Top officials of the Imo State University Teaching Hospital (IMSUTH) Orlu, have kept away from their offices since the workers began their peaceful protest over delays and cuts in their salaries, as well as poor working conditions.
Christian Voice checks on Thursday revealed that none of the officials was on seat as the workers’ protest entered its 11th day.
A staff member said that the officials were evading any ugly incidents as the protests were targeted at the top management of the premier hospital in the state.
The protest, planned by the Joint Action Committee (JAC) of the unions in the institution, would last for 21 days after which they will shut down the hospital completely if nothing is done.
The workers, who wore black attires, said that for more than two years they have been receiving only 70 per of their salaries after several delays that led to the death of some staff due to hardship.
They chanted songs and displayed placards reading “IMSUTH mumu done do”, “one hundred (100) percent or nothing”, among others.
They demanded that the management should immediately restore 100 percent payment of outstanding salaries from March 2017 and the payment of 30 percent backlog of salary arrears deducted from January 2016.
The staff accused the management, led by the Chief Medical Director (CMD), Dr. Frederick Anolue, of poor performance and funds misappropriation which, the said, had stalled the renovation of dilapidated infrastructure and the replacement of obsolete equipment in the hospital.
They lamented the horrible state of the access road to the hospital which tells on their internally generated revenue.
Speaking to newsmen, the JAC chairman, Dr. Bright Chukwunta, said that the slash in, and non-pay of, salaries had led to the death of four of his colleagues.
He said that the workers had lost confidence in the management, adding that doctors and nurses conduct deliveries using torchlights.

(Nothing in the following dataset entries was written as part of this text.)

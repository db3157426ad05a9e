//! seqbatch CLI Entry Point
//!
//! # Usage
//!
//! ```bash
//! # Generate cuffdiff job scripts for every comparison
//! seqbatch batch diff -a RNA -c diff_config.json -u sam
//!
//! # Same, with debug logging
//! seqbatch batch diff -a RNA -c diff_config.json -u sam --verbose
//! ```

use std::process::ExitCode;

use clap::builder::NonEmptyStringValueParser;
use clap::{Args, Parser, Subcommand, ValueEnum};
use colored::Colorize;
use log::{error, info};

use seqbatch::{ConsoleSink, ExperimentDescription, JobGenerator, APP_NAME, VERSION};

#[derive(Debug, Parser)]
#[command(name = "seqbatch", version, about = "Generates PBS scripts for bioinformatics batch analysis")]
struct Cli {
    /// Enable debug logging
    #[arg(short, long, global = true)]
    verbose: bool,

    #[command(subcommand)]
    command: Command,
}

#[derive(Debug, Subcommand)]
enum Command {
    /// Generates series of pbs files for similar bioinformatics analysis
    #[command(subcommand)]
    Batch(BatchCommand),
}

#[derive(Debug, Subcommand)]
enum BatchCommand {
    /// Generates one pbs file per comparison for differential expression
    Diff(DiffArgs),
}

#[derive(Debug, Args)]
struct DiffArgs {
    /// Application to use
    #[arg(short, long, value_enum)]
    app: Application,

    /// Description file path
    #[arg(short, long, value_parser = NonEmptyStringValueParser::new())]
    conf: String,

    /// Username on the cluster
    #[arg(short, long, value_parser = NonEmptyStringValueParser::new())]
    user: String,
}

#[derive(Debug, Clone, Copy, PartialEq, Eq, ValueEnum)]
enum Application {
    #[value(name = "RNA")]
    Rna,
}

/// Configures the logging system with appropriate formatting.
fn setup_logging(verbose: bool) {
    let level = if verbose { "debug" } else { "info" };

    env_logger::Builder::from_env(env_logger::Env::default().default_filter_or(level))
        .format(|buf, record| {
            use std::io::Write;

            match record.level() {
                log::Level::Warn | log::Level::Error => {
                    writeln!(buf, "[{}] {}", record.level(), record.args())
                }
                _ => writeln!(buf, "{}", record.args()),
            }
        })
        .init();
}

fn print_banner() {
    println!();
    println!("{} v{}", APP_NAME.cyan().bold(), VERSION);
    println!("PBS Batch Script Generator");
    println!();
}

fn run_diff(args: DiffArgs) -> Result<(), Box<dyn std::error::Error>> {
    match args.app {
        Application::Rna => {
            let mut description = ExperimentDescription::new(&args.conf);
            description.load().map_err(|e| {
                error!("Failed to load description: {}", e);
                e
            })?;

            let mut generator = JobGenerator::new(ConsoleSink::colored());
            let scripts = generator.generate_all(&mut description, &args.user)?;

            println!();
            info!(
                "{} job scripts written from {}",
                scripts.len(),
                description.source_path().display()
            );
        }
    }
    Ok(())
}

fn main() -> ExitCode {
    let cli = Cli::parse();

    setup_logging(cli.verbose);
    print_banner();

    let result = match cli.command {
        Command::Batch(BatchCommand::Diff(args)) => run_diff(args),
    };

    match result {
        Ok(()) => ExitCode::SUCCESS,
        Err(e) => {
            eprintln!();
            eprintln!("{} {}", "Error:".red().bold(), e);
            ExitCode::FAILURE
        }
    }
}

Reacting, the CMD, Dr. Anoluo, admitted that the staff are being owned three months and had been paying 70 percent for some time but added that the 70 percent was a government policy while the three months salary arrears accumulated when resident doctors went on strike and government adopted the “non-work-no-salary approach.
He appealed to workers to be patient while the management resolves the issue with government.
“Going on strike won’t help the matter, rather, it will affect our means of generating income, which we use to offset some of our bills.  Our subvention is 70 percent and not 100 percent, so we work hard to meet up with the operational and administrative standards”, he said.
Medical students fear that if government does not step in to resolve the issues and fix the dilapidated infrastructure, it might affect accreditation of the hospital which is already defective and so hamper their early qualification.